VIDRO ESPELHADO (INTERIOR/EXTERIOR) A casa nunca se encontra completamente dissimulada, é apenas denunciada por um plano de vidro, que reflecte a paisagem natural envolvente. O vidro, através de reflexo, transfigura-se em natureza. O recurso ao vidro espelhado surge como necessidade de ocultar, por completo a testa da laje (que resulta da necessidade de evidenciar o muro de vidro) o que confere uma dupla dimensão á fronteira interior/exterior provocando uma leitura contraditória, enquanto que no interior a continuidade visual com a paisagem é evidente (fronteira dissimulada), no exterior, o vidro espelhado oculta a imagem do espaço interior, oferecendo uma natureza reflectida em seu lugar (a fronteira é evidente). Este reflectir da natureza em seu redor ajuda, no diluir da própria obra, na paisagem, auxiliando na sua integração no lugar, uma vez que a sua presença no exterior não é demasiado forte.

FIG. 4

CAIXILHARIA (INTERIOR/EXTERIOR) A caixilharia de correr permite, efectivamente, uma abolição física da fronteira/exterior, e acima de tudo, representa a flexibilidade de poder tornar um espaço exterior, num prolongamento do espaço interior. A ruína no Gerês possui, 3 planos de correr (2 planos de vidro e um plano opaco, que serve de divisória interna) que se encontram num ponto, reforçado pela presença de um pilar.
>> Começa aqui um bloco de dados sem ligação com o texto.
use std::fs;
use std::io::ErrorKind;
use std::path::{Path, PathBuf};

use super::BlobStore;
use crate::error::StoreError;

/// One `<key>.txt` file per blob inside a directory
#[derive(Debug, Clone)]
pub struct FileStore {
    dir: PathBuf,
}

impl FileStore {
    /// The directory is created lazily on first write
    pub fn new(dir: impl AsRef<Path>) -> Self {
        Self {
            dir: dir.as_ref().to_path_buf(),
        }
    }

    pub fn dir(&self) -> &Path {
        &self.dir
    }

    fn path_for(&self, key: &str) -> PathBuf {
        self.dir.join(format!("{key}.txt"))
    }
}

impl BlobStore for FileStore {
    fn read(&self, key: &str) -> Result<Option<String>, StoreError> {
        match fs::read_to_string(self.path_for(key)) {
            Ok(contents) => Ok(Some(contents)),
            Err(e) if e.kind() == ErrorKind::NotFound => Ok(None),
            Err(source) => Err(StoreError::Io {
                key: key.to_string(),
                source,
            }),
        }
    }

    fn write(&mut self, key: &str, value: &str) -> Result<(), StoreError> {
        let io_err = |source: std::io::Error| StoreError::Io {
            key: key.to_string(),
            source,
        };

        fs::create_dir_all(&self.dir).map_err(io_err)?;
        let path = self.path_for(key);
        let tmp = path.with_extension("tmp");
        fs::write(&tmp, value).map_err(io_err)?;
        fs::rename(&tmp, &path).map_err(io_err)?;
        log::debug!("Wrote blob '{}' to {}", key, path.display());
        Ok(())
    }
}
A partir desses 3 planos podem ser recolhidos. O recuo das caixilharias dos planos de vidro permite uma nova unificação da habitação com a natureza, é por isso que possivelmente souto moura prescinde do avanço do envidraçado (ainda que de poucos centímetros) o que lhe daria mais área útil, mas que tornaria a caixilharia mais visível, quebrando a leitura e dissimulação, as caixilharias ao estarem recuadas, encontram-se ainda em parte escondidas pela própria estrutura da ruína.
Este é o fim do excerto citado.